◆ **Work to complete**:
Count up the lines below that include the string "registry" and report the number by itself.
** Opening Excerpted data block **
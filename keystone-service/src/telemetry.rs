//! Tracing Initialization
//!
//! Installs a `tracing-subscriber` registry with an `EnvFilter` (from
//! `RUST_LOG`) and a JSON or human-readable fmt layer.

use tracing_subscriber::{layer::SubscriberExt, util::SubscriberInitExt, EnvFilter};

use crate::config::LogFormat;
use crate::error::{ServiceError, ServiceResult};

/// Filter used when `RUST_LOG` is unset.
pub const DEFAULT_LOG_FILTER: &str = "keystone_service=info,keystone_storage=info,warn";

fn env_filter() -> EnvFilter {
    EnvFilter::try_from_default_env().unwrap_or_else(|_| EnvFilter::new(DEFAULT_LOG_FILTER))
}

/// Initialize the global tracing subscriber.
///
/// Call once at startup. A second call fails because a global subscriber
/// is already set.
pub fn init_tracing(format: LogFormat) -> ServiceResult<()> {
    let registry = tracing_subscriber::registry().with(env_filter());

    let result = match format {
        LogFormat::Json => registry
            .with(tracing_subscriber::fmt::layer().json().with_current_span(false))
            .try_init(),
        LogFormat::Pretty => registry
            .with(tracing_subscriber::fmt::layer().pretty())
            .try_init(),
    };
    result.map_err(|e| ServiceError::internal_error(format!("Failed to init subscriber: {}", e)))?;

    tracing::info!(
        service_version = env!("CARGO_PKG_VERSION"),
        log_format = ?format,
        "Telemetry initialized"
    );

    Ok(())
}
** Closing Excerpted data block **
◆ **The completed task**:
4